*REQUIREMENT*
Work through the data line by line, gathering every line that has the word "HandlerRegistry".

══════════

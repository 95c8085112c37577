//! Handler registry and marker identity.
//!
//! Markers are a closed sum type: the registry is built at startup from a
//! static list of (marker, flags, factory) entries instead of reflective
//! service discovery. At most one handler answers for a marker; a duplicate
//! registration is a startup error, logged, and the later entry rejected.

use std::fmt;

use once_cell::sync::Lazy;
use rustc_hash::FxHashMap;
use smallvec::SmallVec;

use crate::dispatch::TransformContext;
use crate::tree::TreeId;
use crate::values::{AnnotationSchema, AnnotationValues, DefaultValue, OptionSpec};

/// Every marker the engine knows how to expand.
#[derive(Copy, Clone, Debug, PartialEq, Eq, Hash)]
pub enum MarkerKind {
    EqualsAndHashCode,
    Getter,
    Setter,
    Cleanup,
    SneakyThrows,
    NoArgsConstructor,
    RequiredArgsConstructor,
    AllArgsConstructor,
    PrintTree,
}

impl MarkerKind {
    pub const ALL: [MarkerKind; 9] = [
        MarkerKind::EqualsAndHashCode,
        MarkerKind::Getter,
        MarkerKind::Setter,
        MarkerKind::Cleanup,
        MarkerKind::SneakyThrows,
        MarkerKind::NoArgsConstructor,
        MarkerKind::RequiredArgsConstructor,
        MarkerKind::AllArgsConstructor,
        MarkerKind::PrintTree,
    ];

    pub fn fqn(&self) -> &'static str {
        match self {
            MarkerKind::EqualsAndHashCode => "graft.EqualsAndHashCode",
            MarkerKind::Getter => "graft.Getter",
            MarkerKind::Setter => "graft.Setter",
            MarkerKind::Cleanup => "graft.Cleanup",
            MarkerKind::SneakyThrows => "graft.SneakyThrows",
            MarkerKind::NoArgsConstructor => "graft.NoArgsConstructor",
            MarkerKind::RequiredArgsConstructor => "graft.RequiredArgsConstructor",
            MarkerKind::AllArgsConstructor => "graft.AllArgsConstructor",
            MarkerKind::PrintTree => "graft.PrintTree",
        }
    }

    pub fn simple_name(&self) -> &'static str {
        self.fqn().rsplit('.').next().unwrap_or_default()
    }

    pub fn from_fqn(fqn: &str) -> Option<MarkerKind> {
        MarkerKind::ALL.into_iter().find(|m| m.fqn() == fqn)
    }

    /// Whether this marker is the reserved-for-last diagnostic facility.
    pub fn is_diagnostic(&self) -> bool {
        matches!(self, MarkerKind::PrintTree)
    }

    pub fn schema(&self) -> &'static AnnotationSchema {
        match self {
            MarkerKind::EqualsAndHashCode => &EQUALS_HASH_CODE_SCHEMA,
            MarkerKind::Getter | MarkerKind::Setter => &ACCESSOR_SCHEMA,
            MarkerKind::Cleanup => &CLEANUP_SCHEMA,
            MarkerKind::SneakyThrows => &SNEAKY_THROWS_SCHEMA,
            MarkerKind::NoArgsConstructor => &NO_ARGS_SCHEMA,
            MarkerKind::RequiredArgsConstructor | MarkerKind::AllArgsConstructor => {
                &ARGS_CONSTRUCTOR_SCHEMA
            }
            MarkerKind::PrintTree => &PRINT_TREE_SCHEMA,
        }
    }
}

impl fmt::Display for MarkerKind {
    fn fmt(&self, f: &mut fmt::Formatter<'_>) -> fmt::Result {
        f.write_str(self.fqn())
    }
}

static EQUALS_HASH_CODE_SCHEMA: AnnotationSchema = AnnotationSchema {
    options: &[
        OptionSpec {
            name: "of",
            default: DefaultValue::EmptyList,
        },
        OptionSpec {
            name: "exclude",
            default: DefaultValue::EmptyList,
        },
        OptionSpec {
            name: "callSuper",
            default: DefaultValue::Bool(false),
        },
    ],
};

static ACCESSOR_SCHEMA: AnnotationSchema = AnnotationSchema {
    options: &[OptionSpec {
        name: "value",
        default: DefaultValue::EnumRef("AccessLevel.PUBLIC"),
    }],
};

static CLEANUP_SCHEMA: AnnotationSchema = AnnotationSchema {
    options: &[
        OptionSpec {
            name: "value",
            default: DefaultValue::Str("close"),
        },
        OptionSpec {
            name: "quietly",
            default: DefaultValue::Bool(false),
        },
    ],
};

static SNEAKY_THROWS_SCHEMA: AnnotationSchema = AnnotationSchema {
    options: &[OptionSpec {
        name: "value",
        default: DefaultValue::EmptyList,
    }],
};

static NO_ARGS_SCHEMA: AnnotationSchema = AnnotationSchema {
    options: &[
        OptionSpec {
            name: "access",
            default: DefaultValue::EnumRef("AccessLevel.PUBLIC"),
        },
        OptionSpec {
            name: "staticName",
            default: DefaultValue::Str(""),
        },
        OptionSpec {
            name: "callSuper",
            default: DefaultValue::Bool(false),
        },
    ],
};

static ARGS_CONSTRUCTOR_SCHEMA: AnnotationSchema = AnnotationSchema {
    options: &[
        OptionSpec {
            name: "access",
            default: DefaultValue::EnumRef("AccessLevel.PUBLIC"),
        },
        OptionSpec {
            name: "staticName",
            default: DefaultValue::Str(""),
        },
        OptionSpec {
            name: "callSuper",
            default: DefaultValue::Bool(false),
        },
        OptionSpec {
            name: "suppressConstructorProperties",
            default: DefaultValue::Bool(false),
        },
    ],
};

static PRINT_TREE_SCHEMA: AnnotationSchema = AnnotationSchema { options: &[] };

/// Unexpected handler failure; surfaces as a logged diagnostic at the
/// dispatch boundary, never as a propagated error.
#[derive(Clone, Debug)]
pub struct HandlerError {
    pub message: String,
}

impl HandlerError {
    pub fn new(message: impl Into<String>) -> HandlerError {
        HandlerError {
            message: message.into(),
        }
    }
}

impl fmt::Display for HandlerError {
    fn fmt(&self, f: &mut fmt::Formatter<'_>) -> fmt::Result {
        write!(f, "{}", self.message)
    }
}

impl std::error::Error for HandlerError {}

/// The transformation logic bound to one marker type.
pub trait Handler: Send + Sync {
    /// Lightweight early reaction during an outline-only pass, for
    /// handlers that must influence the host before full resolution (e.g.
    /// suppressing default-member synthesis). Must not mutate the tree.
    fn pre_handle(
        &self,
        _values: &AnnotationValues,
        _site: TreeId,
        _cx: &mut TransformContext<'_>,
    ) {
    }

    fn handle(
        &self,
        values: &AnnotationValues,
        site: TreeId,
        cx: &mut TransformContext<'_>,
    ) -> Result<(), HandlerError>;
}

/// Ordinary tree visitor, run before the annotation passes.
pub trait TreeVisitor: Send + Sync {
    fn name(&self) -> &'static str;
    fn visit(&self, cx: &mut TransformContext<'_>);
}

#[derive(Copy, Clone, Debug, Default, PartialEq, Eq)]
pub struct SchedulingFlags {
    /// Defer full handling until the host has completed an outline-only
    /// parse and entered full resolution; only `pre_handle` runs earlier.
    pub defer_until_post_diet: bool,
    /// Defer until the host is building a type's field/method list; such
    /// handlers only run from the member-synthesis entry point.
    pub defer_until_build_members: bool,
}

pub struct Registration {
    pub marker: MarkerKind,
    pub flags: SchedulingFlags,
    pub handler: Box<dyn Handler>,
}

pub struct HandlerRegistry {
    handlers: FxHashMap<MarkerKind, Registration>,
    visitors: Vec<Box<dyn TreeVisitor>>,
    library: TypeLibrary,
}

impl HandlerRegistry {
    /// Build a registry from explicit registrations. Duplicate marker
    /// registration is an error: logged, first registrant wins.
    pub fn discover(
        entries: Vec<Registration>,
        visitors: Vec<Box<dyn TreeVisitor>>,
    ) -> HandlerRegistry {
        let mut handlers: FxHashMap<MarkerKind, Registration> = FxHashMap::default();
        for entry in entries {
            if handlers.contains_key(&entry.marker) {
                tracing::error!(marker = %entry.marker, "duplicate handler registration rejected");
                continue;
            }
            handlers.insert(entry.marker, entry);
        }
        let library = TypeLibrary::from_markers(handlers.keys().copied());
        HandlerRegistry {
            handlers,
            visitors,
            library,
        }
    }

    pub fn lookup(&self, marker: MarkerKind) -> Option<&Registration> {
        self.handlers.get(&marker)
    }

    pub fn visitors(&self) -> &[Box<dyn TreeVisitor>] {
        &self.visitors
    }

    pub fn library(&self) -> &TypeLibrary {
        &self.library
    }

    pub fn len(&self) -> usize {
        self.handlers.len()
    }

    pub fn is_empty(&self) -> bool {
        self.handlers.is_empty()
    }
}

/// Known marker fully-qualified names, indexed by simple name for the
/// written-name resolution heuristic.
#[derive(Debug, Default)]
pub struct TypeLibrary {
    by_simple: FxHashMap<&'static str, SmallVec<[&'static str; 2]>>,
    fqns: Vec<&'static str>,
}

impl TypeLibrary {
    pub fn from_markers(markers: impl Iterator<Item = MarkerKind>) -> TypeLibrary {
        let mut library = TypeLibrary::default();
        for marker in markers {
            library.add(marker.fqn());
        }
        library
    }

    pub fn add(&mut self, fqn: &'static str) {
        let simple = fqn.rsplit('.').next().unwrap_or(fqn);
        self.by_simple.entry(simple).or_default().push(fqn);
        self.fqns.push(fqn);
    }

    pub fn contains(&self, fqn: &str) -> bool {
        self.fqns.iter().any(|&f| f == fqn)
    }

    pub fn candidates_for_simple(&self, simple: &str) -> &[&'static str] {
        self.by_simple.get(simple).map(|v| v.as_slice()).unwrap_or(&[])
    }
}

/// The built-in registry: every marker in [`MarkerKind::ALL`] with its
/// production handler and scheduling flags.
pub fn builtin_registry() -> &'static HandlerRegistry {
    static REGISTRY: Lazy<HandlerRegistry> =
        Lazy::new(|| HandlerRegistry::discover(crate::handlers::builtin_registrations(), Vec::new()));
    &REGISTRY
}

#[cfg(test)]
mod tests {
    use super::*;

    struct NopHandler;

    impl Handler for NopHandler {
        fn handle(
            &self,
            _values: &AnnotationValues,
            _site: TreeId,
            _cx: &mut TransformContext<'_>,
        ) -> Result<(), HandlerError> {
            Ok(())
        }
    }

    #[test]
    fn duplicate_registration_keeps_first() {
        let first = Registration {
            marker: MarkerKind::Cleanup,
            flags: SchedulingFlags {
                defer_until_post_diet: true,
                ..Default::default()
            },
            handler: Box::new(NopHandler),
        };
        let second = Registration {
            marker: MarkerKind::Cleanup,
            flags: SchedulingFlags::default(),
            handler: Box::new(NopHandler),
        };
        let registry = HandlerRegistry::discover(vec![first, second], Vec::new());
        assert_eq!(registry.len(), 1);
        assert!(
            registry
                .lookup(MarkerKind::Cleanup)
                .unwrap()
                .flags
                .defer_until_post_diet
        );
    }

    #[test]
    fn library_indexes_by_simple_name() {
        let registry = builtin_registry();
        let candidates = registry.library().candidates_for_simple("Cleanup");
        assert_eq!(candidates, ["graft.Cleanup"]);
        assert!(registry.library().contains("graft.SneakyThrows"));
        assert!(!registry.library().contains("graft.Nonsuch"));
    }

    #[test]
    fn builtin_registry_covers_every_marker() {
        let registry = builtin_registry();
        for marker in MarkerKind::ALL {
            assert!(registry.lookup(marker).is_some(), "missing {marker}");
        }
    }
}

══════════

*ANSWER BELOW*
pub struct HandlerRegistry {
impl HandlerRegistry {
    ) -> HandlerRegistry {
        HandlerRegistry {
pub fn builtin_registry() -> &'static HandlerRegistry {
    static REGISTRY: Lazy<HandlerRegistry> =
        Lazy::new(|| HandlerRegistry::discover(crate::handlers::builtin_registrations(), Vec::new()));
        let registry = HandlerRegistry::discover(vec![first, second], Vec::new());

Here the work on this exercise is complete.